- _REQUIRED ACTION_: The word "azure" appears in some lines of the records below; state how many lines, and nothing else.

- _PROVIDED ENTRIES_:

= Beginning of Section =

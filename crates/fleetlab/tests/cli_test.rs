#![allow(deprecated)] // TODO: move from cargo_bin to the cargo_bin_cmd! macro

use assert_cmd::Command;
use predicates::prelude::*;

fn fleetlab() -> Command {
    let mut cmd = Command::cargo_bin("fleetlab").unwrap();
    cmd.env_remove("FLEETLAB_CONFIG_PATH")
        .env_remove("FLEETLAB_BACKEND")
        .env_remove("RUST_LOG");
    cmd
}

/// Top-level help lists every command group
#[test]
fn test_cli_help() {
    fleetlab()
        .arg("--help")
        .assert()
        .success()
        .stdout(predicate::str::contains("inventory"))
        .stdout(predicate::str::contains("cluster"))
        .stdout(predicate::str::contains("client"))
        .stdout(predicate::str::contains("attach"))
        .stdout(predicate::str::contains("exec"))
        .stdout(predicate::str::contains("expiry"))
        .stdout(predicate::str::contains("template"));
}

#[test]
fn test_cli_version() {
    fleetlab()
        .arg("version")
        .assert()
        .success()
        .stdout(predicate::str::contains("fleetlab"));
}

#[test]
fn test_cluster_create_help() {
    fleetlab()
        .args(["cluster", "create", "--help"])
        .assert()
        .success()
        .stdout(predicate::str::contains("--count"))
        .stdout(predicate::str::contains("--expire"))
        .stdout(predicate::str::contains("--instance-type"));
}

#[test]
fn test_expiry_help() {
    fleetlab()
        .args(["expiry", "--help"])
        .assert()
        .success()
        .stdout(predicate::str::contains("install"))
        .stdout(predicate::str::contains("frequency"))
        .stdout(predicate::str::contains("run"));
}

#[test]
fn test_invalid_command() {
    fleetlab().arg("invalid-command").assert().failure();
}

/// A bad selector is rejected while parsing arguments, before any backend is contacted
#[test]
fn test_invalid_selector() {
    fleetlab()
        .args(["exec", "-n", "mydc", "-l", "1,x", "--", "uptime"])
        .assert()
        .failure()
        .stderr(predicate::str::contains("invalid node selector token 'x'"));
}

#[test]
fn test_zero_node_selector() {
    fleetlab()
        .args(["cluster", "stop", "-n", "mydc", "-l", "0"])
        .assert()
        .failure()
        .stderr(predicate::str::contains("node numbers start at 1"));
}

#[test]
fn test_invalid_group_name() {
    fleetlab()
        .args(["cluster", "destroy", "-n", "bad name!"])
        .assert()
        .failure();
}

#[test]
fn test_exec_requires_command() {
    fleetlab()
        .args(["exec", "-n", "mydc"])
        .assert()
        .failure();
}

#[test]
fn test_unknown_backend() {
    let dir = tempfile::tempdir().unwrap();
    fleetlab()
        .current_dir(dir.path())
        .env("FLEETLAB_BACKEND", "azure")
        .arg("inventory")
        .assert()
        .failure()
        .stderr(predicate::str::contains("unknown backend type 'azure'"));
}

#[test]
fn test_invalid_config_file() {
    let dir = tempfile::tempdir().unwrap();
    let config = dir.path().join("fleetlab.yaml");
    std::fs::write(&config, "defaults:\n  parallel_threads: 0\n").unwrap();

    fleetlab()
        .current_dir(dir.path())
        .arg("inventory")
        .assert()
        .failure()
        .stderr(predicate::str::contains("parallel_threads must be at least 1"));
}

#[test]
fn test_files_download_help() {
    fleetlab()
        .args(["files", "download", "--help"])
        .assert()
        .success()
        .stdout(predicate::str::contains("LOCAL/<node>/"))
        .stdout(predicate::str::contains("--nodes"));
}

= End of Section =

- _TASK OUTPUT_: 2